Another model comes from the nonprofit College Board’s Advanced Placement studio art course, which requires students to electronically submit portfolios of artwork created over the course of a year—the kind of assessment program many teachers’ unions support. The College Board’s website provides free examples of high-scoring student drawings, sculptures, and other works of art. Even Bob Schaeffer of FairTest hails this assessment, which he says is “not perfect” but is at least “based on a real body of work.”

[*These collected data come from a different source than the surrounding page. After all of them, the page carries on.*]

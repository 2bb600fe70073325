//! Store trait: the abstract interface for row persistence.
//!
//! Rows are opaque bytes addressed by `(TableId, primary_key)`. Encoding and
//! key projection happen above this layer, so a backend only has to keep
//! slots unique.

use async_trait::async_trait;
use tablekit_core::TableId;

use crate::error::Result;

/// Result of inserting a row.
#[derive(Debug, Clone, Copy, PartialEq, Eq)]
pub enum InsertResult {
    /// Row was written.
    Inserted,
    /// The slot was already occupied; nothing was written.
    Duplicate,
}

/// The Store trait: async interface for row persistence.
///
/// All methods are async so SQLite work can run on the blocking pool.
///
/// # Design Notes
///
/// - **Insert-only**: there is no update or delete. An occupied slot is never
///   overwritten.
/// - **Atomic check-and-write**: the occupancy check and the write happen
///   under one lock or one statement.
/// - **Scoped**: slots in different tables never interact.
#[async_trait]
pub trait Store: Send + Sync {
    /// Insert a row into an empty slot.
    ///
    /// # Returns
    /// - `Inserted` if the slot was empty and the row is now stored.
    /// - `Duplicate` if the slot was occupied. The existing row is untouched.
    async fn insert_row(&self, table: &TableId, primary_key: u64, row: &[u8])
        -> Result<InsertResult>;

    /// Read the row in a slot.
    async fn get_row(&self, table: &TableId, primary_key: u64) -> Result<Option<Vec<u8>>>;

    /// Check whether a slot is occupied.
    async fn has_row(&self, table: &TableId, primary_key: u64) -> Result<bool>;

    /// Number of rows in a table.
    async fn row_count(&self, table: &TableId) -> Result<u64>;
}

#[async_trait]
impl<S: Store + ?Sized> Store for std::sync::Arc<S> {
    async fn insert_row(
        &self,
        table: &TableId,
        primary_key: u64,
        row: &[u8],
    ) -> Result<InsertResult> {
        (**self).insert_row(table, primary_key, row).await
    }

    async fn get_row(&self, table: &TableId, primary_key: u64) -> Result<Option<Vec<u8>>> {
        (**self).get_row(table, primary_key).await
    }

    async fn has_row(&self, table: &TableId, primary_key: u64) -> Result<bool> {
        (**self).has_row(table, primary_key).await
    }

    async fn row_count(&self, table: &TableId) -> Result<u64> {
        (**self).row_count(table).await
    }
}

In 2007 the Theater Communications Group, a trade association, launched the TEAM project to help theaters across the country work with schoolchildren whose learning outcomes need to be measured, often to maintain funding for theater programs in a time of budget cuts. One of the biggest challenges in using student achievement data to evaluate teachers is getting a snapshot of what students know (or don’t know) when they enter a classroom, so their “growth” can be tracked over the course of a semester or year. TEAM recommends surveying students at the beginning of a theater program with questions like: “Have you seen a play before? “Have you read a play before?” “Are you confident performing on stage?” The students are asked similar questions at the end of the program, in order to measure their progress. It’s easy to imagine how data from such surveys could be included as part of a teacher’s evaluation grade.

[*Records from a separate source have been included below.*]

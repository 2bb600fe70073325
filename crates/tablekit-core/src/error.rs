//! Error types for Tablekit core.

use thiserror::Error;

/// Errors raised while encoding or decoding stored rows.
#[derive(Debug, Error)]
pub enum CoreError {
    #[error("encoding error: {0}")]
    Encoding(String),

    #[error("decoding error: {0}")]
    Decoding(String),

    #[error("unsupported row version: {0}")]
    UnsupportedVersion(u64),

    #[error("primary key mismatch: row says {stored}, slot is {expected}")]
    PrimaryKeyMismatch { stored: u64, expected: u64 },
}

/// Validation errors for keys and values, raised at construction time.
#[derive(Debug, Clone, PartialEq, Eq, Error)]
pub enum ValidationError {
    #[error("name is {0} characters long, at most 13 allowed")]
    NameTooLong(usize),

    #[error("invalid character {ch:?} at position {pos} in name")]
    InvalidNameChar { ch: char, pos: usize },

    #[error("thirteenth character {0:?} in name must be one of .12345abcdefghij")]
    InvalidThirteenthChar(char),

    #[error("name {0:?} ends with '.'")]
    TrailingDot(String),

    #[error("invalid symbol code {0:?}: expected 1-7 uppercase letters")]
    InvalidSymbolCode(String),

    #[error("malformed symbol {0:?}: expected \"<precision>,<CODE>\"")]
    InvalidSymbolFormat(String),
}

Measuring teachers according to how well their students perform a monologue or create an oil painting—or even how much they learn to enjoy art— will never be exactly like tallying up test scores in algebra, and shouldn’t be. But if schools assess students fairly in the arts—and ideally involve teachers in creating these assessments—they’re sending an important message: The arts matter. After a decade of No Child Left Behind, in which the arts, social studies, and science were often scaled back as schools obsessed over math and reading scores, this could be a real upgrade. The challenge will be in training teachers, improving the curriculum, and communicating with students and parents about what nontraditional assessment is all about. In most districts, this work has barely even begun.